The Port of Vancouver is the largest port in Canada and the fourth largest in North America by tonnes of cargo, facilitating trade between Canada and more than 170 world economies. The port is managed by the Vancouver Fraser Port Authority, which was created in 2008 as an amalgamation of the former Port of Vancouver, the North Fraser Port Authority, and the Fraser River Port Authority. It is the principal authority for shipping and port-related land and sea use in the Metro Vancouver region.


Deltaport/Roberts Bank Superport aerial view 2014


Prior to the formation of the new authority, there were three separate port authorities in the Metro Vancouver region: the Port of Vancouver, which was the largest port in Canada; the Fraser River Port Authority; and the North Fraser Port Authority.
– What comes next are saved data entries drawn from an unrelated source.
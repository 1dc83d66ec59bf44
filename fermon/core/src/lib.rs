#![no_std]
#![forbid(unsafe_code)]

//! # Fermon Core
//!
//! Shared vocabulary for the fermentation monitor firmware: the error
//! taxonomy every layer returns, tick and microsecond time types, and the
//! logging macros that forward to `defmt` when it is enabled.

use core::fmt;

pub mod log;
pub mod time;

pub use time::*;

/// Fermon crate version
pub const VERSION: &str = env!("CARGO_PKG_VERSION");

/// Result type used throughout the firmware
pub type FmResult<T> = Result<T, FmError>;

/// Error types for kernel and storage operations
///
/// Nothing here is fatal. Callers degrade (run without a timer, run without
/// persistence) or retry on the next main-loop pass.
#[derive(Debug, Clone, Copy, PartialEq, Eq)]
pub enum FmError {
    /// A fixed-size pool (timers, callback slots, task table) is full
    ResourceExhausted,
    /// The exact-wait lock is held or a condition is not met yet
    WouldBlock,
    /// Persistence hardware did not come up within the retry budget
    InitFailed,
    /// Persistence is disabled for this boot
    Unavailable,
    /// Slot index or address past the end of the device
    OutOfRange,
    /// Misaligned address or a value outside its domain
    InvalidArgument,
    /// The storage device rejected a program operation
    WriteFailed,
}

impl FmError {
    /// Errors the caller should simply retry on its next pass.
    pub const fn is_transient(self) -> bool {
        matches!(self, FmError::WouldBlock)
    }

    /// Errors meaning "no persistence this session".
    pub const fn disables_persistence(self) -> bool {
        matches!(self, FmError::InitFailed | FmError::Unavailable)
    }
}

impl fmt::Display for FmError {
    fn fmt(&self, f: &mut fmt::Formatter<'_>) -> fmt::Result {
        match self {
            FmError::ResourceExhausted => write!(f, "Resource pool exhausted"),
            FmError::WouldBlock => write!(f, "Operation would block"),
            FmError::InitFailed => write!(f, "Storage initialization failed"),
            FmError::Unavailable => write!(f, "Storage unavailable"),
            FmError::OutOfRange => write!(f, "Index or address out of range"),
            FmError::InvalidArgument => write!(f, "Invalid argument"),
            FmError::WriteFailed => write!(f, "Storage write failed"),
        }
    }
}

#[cfg(feature = "std")]
extern crate std;

#[cfg(feature = "std")]
impl std::error::Error for FmError {}

#[cfg(feature = "defmt")]
impl defmt::Format for FmError {
    fn format(&self, fmt: defmt::Formatter) {
        match self {
            FmError::ResourceExhausted => defmt::write!(fmt, "ResourceExhausted"),
            FmError::WouldBlock => defmt::write!(fmt, "WouldBlock"),
            FmError::InitFailed => defmt::write!(fmt, "InitFailed"),
            FmError::Unavailable => defmt::write!(fmt, "Unavailable"),
            FmError::OutOfRange => defmt::write!(fmt, "OutOfRange"),
            FmError::InvalidArgument => defmt::write!(fmt, "InvalidArgument"),
            FmError::WriteFailed => defmt::write!(fmt, "WriteFailed"),
        }
    }
}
The Vancouver Port Authority was responsible for the Port of Vancouver, which was the largest port in Canada and the Pacific Northwest. The port had 25 major terminals. The port first began operations with the opening of Ballantyne Pier in 1923.[4] In 2005/2006, the port handled 79.4 million tonnes of cargo,[5] 1.8 million containers, 910,172 cruise passengers, and 2,677 foreign vessels.[6] The authority was responsible for 233 km of coastline from Vancouver to the Canada–United States border.[7]
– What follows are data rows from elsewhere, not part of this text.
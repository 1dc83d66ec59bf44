//! Log store tests for fermon-store

use embedded_hal_mock::eh1::delay::NoopDelay;
use fermon_core::FmError;

use crate::{
    scan_ring, ConfigRecord, Cursor, LogRecord, LogStore, MemNvm, Nvm, RECORD_SIZE, SEQ_OFFSET,
};

/// Config word plus four record slots
type Nvm4 = MemNvm<{ 4 + 4 * RECORD_SIZE }>;

fn boot(nvm: Nvm4) -> LogStore<Nvm4> {
    let mut store = LogStore::new(nvm);
    store.init(&mut NoopDelay::new()).unwrap();
    store
}

fn reboot(store: LogStore<Nvm4>) -> LogStore<Nvm4> {
    boot(store.into_nvm())
}

fn seqs(store: &LogStore<Nvm4>) -> [u8; 4] {
    let cells = store.nvm().cells();
    core::array::from_fn(|slot| cells[4 + slot * RECORD_SIZE + SEQ_OFFSET])
}

fn sample(weight: i32) -> LogRecord {
    LogRecord {
        weight,
        temperature: 0x0191,
        ethanol: 812,
        bubble: 40_000,
        co2: 17,
        reserved: 0,
        n: 0,
    }
}

fn write(store: &mut LogStore<Nvm4>, weight: i32) -> Result<u16, FmError> {
    store.write_record(&mut sample(weight))
}

#[test]
fn test_scan_ring_cases() {
    assert_eq!(scan_ring([255, 255, 255, 255]), Cursor { slot: 0, seq: 0 });
    assert_eq!(scan_ring([0, 1, 2, 255]), Cursor { slot: 3, seq: 3 });
    assert_eq!(scan_ring([4, 1, 2, 3]), Cursor { slot: 1, seq: 5 });
    // Full ring, no wrap yet
    assert_eq!(scan_ring([0, 1, 2, 3]), Cursor { slot: 0, seq: 4 });
    // Gap left by an abandoned slot
    assert_eq!(scan_ring([10, 11, 7, 8]), Cursor { slot: 2, seq: 12 });
    assert_eq!(scan_ring([0, 1, 5, 6]), Cursor { slot: 2, seq: 2 });
    // 253 -> 0 continues a run
    assert_eq!(scan_ring([252, 253, 0, 1]), Cursor { slot: 0, seq: 2 });
    // A wrapped run starting at 0
    assert_eq!(scan_ring([2, 3, 0, 1]), Cursor { slot: 2, seq: 4 });
    // 254 is outside the domain and treated like an erased slot
    assert_eq!(scan_ring([3, 4, 254, 1]), Cursor { slot: 2, seq: 5 });
    assert_eq!(scan_ring([254, 0, 1, 2]), Cursor { slot: 0, seq: 0 });
}

#[test]
fn test_reboot_scenario() {
    let mut store = boot(Nvm4::new());
    assert_eq!(store.capacity(), 4);
    assert_eq!(store.cursor(), Cursor { slot: 0, seq: 0 });

    for w in 1..=3 {
        write(&mut store, w).unwrap();
    }
    assert_eq!(seqs(&store), [0, 1, 2, 255]);

    let mut store = reboot(store);
    assert_eq!(store.cursor(), Cursor { slot: 3, seq: 3 });

    write(&mut store, 4).unwrap();
    write(&mut store, 5).unwrap();
    assert_eq!(seqs(&store), [4, 1, 2, 3]);

    let store = reboot(store);
    assert_eq!(store.cursor(), Cursor { slot: 1, seq: 5 });
}

#[test]
fn test_recovery_is_idempotent() {
    let mut store = boot(Nvm4::new());
    for w in 0..6 {
        write(&mut store, w).unwrap();
    }
    // Garble slot 2's sequence byte directly
    store.nvm_mut().poke(4 + 2 * RECORD_SIZE + SEQ_OFFSET, 0x37);

    let first = store.recover_next_slot().unwrap();
    let second = store.recover_next_slot().unwrap();
    assert_eq!(first, second);
    let store = reboot(store);
    assert_eq!(store.cursor(), first);
}

#[test]
fn test_recovered_cursor_matches_live_cursor() {
    let mut store = boot(Nvm4::new());
    // Several laps of the 254-value sequence domain
    for w in 0..600 {
        write(&mut store, w).unwrap();
        let live = store.cursor();
        store = reboot(store);
        assert_eq!(store.cursor(), live, "after {} writes", w + 1);
    }
}

#[test]
fn test_round_trip() {
    let mut store = boot(Nvm4::new());
    write(&mut store, 0).unwrap();
    let mut r = sample(-1234);
    r.n = 200;
    let slot = store.write_record(&mut r).unwrap();
    assert_eq!(slot, 1);
    assert_eq!(r.n, 1);

    let back = store.read_record(slot).unwrap();
    assert_eq!(back, LogRecord { n: 1, ..sample(-1234) });
}

#[test]
fn test_rotation_overwrites_oldest() {
    let mut store = boot(Nvm4::new());
    for w in 1..=5 {
        write(&mut store, w).unwrap();
    }
    let slot0 = store.read_record(0).unwrap();
    assert_eq!(slot0.weight, 5);
    assert_eq!(slot0.n, 4);
    assert_eq!(seqs(&store), [4, 1, 2, 3]);
}

#[test]
fn test_replay_oldest_first() {
    let mut store = boot(Nvm4::new());
    for w in 1..=5 {
        write(&mut store, w).unwrap();
    }
    let mut order = [0i32; 4];
    let mut i = 0;
    let count = store
        .replay(|_, r| {
            order[i] = r.weight;
            i += 1;
        })
        .unwrap();
    assert_eq!(count, 4);
    assert_eq!(order, [2, 3, 4, 5]);
}

#[test]
fn test_replay_skips_unwritten() {
    let mut store = boot(Nvm4::new());
    write(&mut store, 1).unwrap();
    let mut slots = [u16::MAX; 4];
    let mut i = 0;
    let count = store
        .replay(|slot, _| {
            slots[i] = slot;
            i += 1;
        })
        .unwrap();
    assert_eq!(count, 1);
    assert_eq!(slots[0], 0);
}

#[test]
fn test_power_cut_reuses_slot() {
    let mut store = boot(Nvm4::new());
    for w in 1..=3 {
        write(&mut store, w).unwrap();
    }
    store.nvm_mut().cut_power_after(8);
    assert_eq!(write(&mut store, 4), Err(FmError::WriteFailed));
    assert_eq!(seqs(&store), [0, 1, 2, 255]);

    let mut store = reboot(store);
    assert_eq!(store.cursor(), Cursor { slot: 3, seq: 3 });
    write(&mut store, 4).unwrap();
    assert_eq!(store.read_record(3).unwrap().weight, 4);
}

#[test]
fn test_power_cut_over_previous_lap() {
    let mut store = boot(Nvm4::new());
    for w in 1..=6 {
        write(&mut store, w).unwrap();
    }
    assert_eq!(seqs(&store), [4, 5, 2, 3]);
    store.nvm_mut().cut_power_after(RECORD_SIZE - 1);
    assert!(write(&mut store, 7).is_err());

    let store = reboot(store);
    assert_eq!(store.cursor(), Cursor { slot: 2, seq: 6 });
}

#[test]
fn test_write_failure_still_advances() {
    let mut store = boot(Nvm4::new());
    store.nvm_mut().fail_programs(1);
    assert_eq!(write(&mut store, 1), Err(FmError::WriteFailed));
    assert_eq!(store.cursor(), Cursor { slot: 1, seq: 1 });
    assert_eq!(write(&mut store, 2), Ok(1));
    assert_eq!(store.stats().write_failures, 1);
    assert_eq!(store.stats().writes, 1);
}

#[test]
fn test_init_retries_then_succeeds() {
    let mut nvm = Nvm4::new();
    nvm.fail_init(5);
    let store = boot(nvm);
    assert!(store.is_ready());
    assert_eq!(store.nvm().init_calls(), 6);
    assert_eq!(store.stats().init_attempts, 6);
}

#[test]
fn test_init_gives_up() {
    let mut nvm = Nvm4::new();
    nvm.fail_init(u32::MAX);
    let mut store = LogStore::new(nvm);
    assert_eq!(store.init(&mut NoopDelay::new()), Err(FmError::InitFailed));
    assert!(!store.is_ready());
    assert_eq!(store.nvm().init_calls(), 200);

    assert_eq!(store.read_config(), Err(FmError::Unavailable));
    assert_eq!(write(&mut store, 1), Err(FmError::Unavailable));
    assert_eq!(store.read_record(0), Err(FmError::Unavailable));
    assert_eq!(store.erase_all(), Err(FmError::Unavailable));
    assert_eq!(store.read_word(0), Err(FmError::Unavailable));
}

#[test]
fn test_tiny_device_fails_init() {
    let mut store = LogStore::new(MemNvm::<16>::new());
    assert_eq!(store.init(&mut NoopDelay::new()), Err(FmError::InitFailed));
}

#[test]
fn test_capacity_is_capped() {
    let mut store = LogStore::new(MemNvm::<2048>::new());
    store.init(&mut NoopDelay::new()).unwrap();
    assert_eq!(store.capacity(), 127);

    let mut big = LogStore::new(MemNvm::<8192>::new());
    big.init(&mut NoopDelay::new()).unwrap();
    assert_eq!(big.capacity(), 253);
}

#[test]
fn test_config_slot() {
    let mut store = boot(Nvm4::new());
    assert_eq!(store.read_config(), Ok(None));

    let cfg = ConfigRecord {
        bubble_level: 40,
        store_interval: 15,
        ..ConfigRecord::default()
    };
    store.write_config(&cfg).unwrap();
    assert_eq!(store.read_config(), Ok(Some(cfg)));

    // Config lives outside the ring
    for w in 0..9 {
        write(&mut store, w).unwrap();
    }
    assert_eq!(store.read_config(), Ok(Some(cfg)));
}

#[test]
fn test_config_write_failure() {
    let mut store = boot(Nvm4::new());
    store.nvm_mut().fail_programs(1);
    assert_eq!(
        store.write_config(&ConfigRecord::default()),
        Err(FmError::WriteFailed)
    );
}

#[test]
fn test_erase_all_resets_everything() {
    let mut store = boot(Nvm4::new());
    store.write_config(&ConfigRecord::default()).unwrap();
    write(&mut store, 1).unwrap();
    write(&mut store, 2).unwrap();

    store.erase_all().unwrap();
    assert_eq!(store.cursor(), Cursor::default());
    assert_eq!(store.read_config(), Ok(None));
    assert!(store.nvm().cells().iter().all(|&b| b == 0xFF));
}

#[test]
fn test_read_bounds() {
    let mut store = boot(Nvm4::new());
    assert_eq!(store.read_record(4), Err(FmError::OutOfRange));
    assert_eq!(store.read_word(68), Err(FmError::OutOfRange));
    assert_eq!(store.read_word(6), Err(FmError::InvalidArgument));

    store.write_config(&ConfigRecord::default()).unwrap();
    assert_eq!(store.read_word(0), Ok([34, 60, 0x91, 0]));
    assert_eq!(store.read_word(64), Ok([0xFF; 4]));
    assert_eq!(store.device_size(), store.nvm().size());
}

#[test]
fn test_failed_recovery_disables_store() {
    let mut store = boot(Nvm4::new());
    for w in [10, 11, 12] {
        write(&mut store, w).unwrap();
    }
    let mut nvm = store.into_nvm();
    nvm.fail_read_at(4 + 3 * RECORD_SIZE);

    let mut store = LogStore::new(nvm);
    assert_eq!(store.init(&mut NoopDelay::new()), Err(FmError::Unavailable));
    assert!(!store.is_ready());
    assert_eq!(store.cursor(), Cursor::default());
    assert_eq!(write(&mut store, 99), Err(FmError::Unavailable));
    assert_eq!(seqs(&store), [0, 1, 2, 255]);

    // A clean retry recovers the same cursor
    store.init(&mut NoopDelay::new()).unwrap();
    assert_eq!(store.read_record(0).unwrap().weight, 10);
    assert_eq!(write(&mut store, 13), Ok(3));
}

#[test]
fn test_read_word_partial_tail() {
    let mut store = LogStore::new(MemNvm::<70>::new());
    store.init(&mut NoopDelay::new()).unwrap();
    assert_eq!(store.read_word(64), Ok([0xFF; 4]));
    assert_eq!(store.read_word(68), Err(FmError::OutOfRange));
    assert_eq!(store.read_word(u32::MAX - 3), Err(FmError::OutOfRange));
}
The Fraser River Port Authority was created in 1913 to manage ports along the Fraser River. It was the second largest port in Vancouver and extended along the main arm of the river eastward to the Fraser Valley at Kanaka Creek, and north along the Pitt River to Pitt Lake. The Port's jurisdiction encompassed 270 kilometres of shoreline that border nine different municipalities in the Lower Mainland.[8] In 2007, the port handled 36 million tonnes of cargo, 191,000 TEUs of containerized cargo, and 573 cargo vessels. The cargo at the port consisted of logs, cement, general cargo, steel, and automobiles.[9] Its tenants included several large auto ports, making it the largest auto port in Canada.[10]

The North Fraser Port Authority was incorporated in 1913 as the North Fraser Harbour Commissioners.[11] It was the smallest of the three ports and was located on the north arm of the Fraser River from the University of British Columbia to New Westminster. The traffic of the port mainly consisted of logs and wood fibre. The port covered around 920 hectares of land and water lots and it handled nearly 18 million tonnes of cargo in 2004.[10]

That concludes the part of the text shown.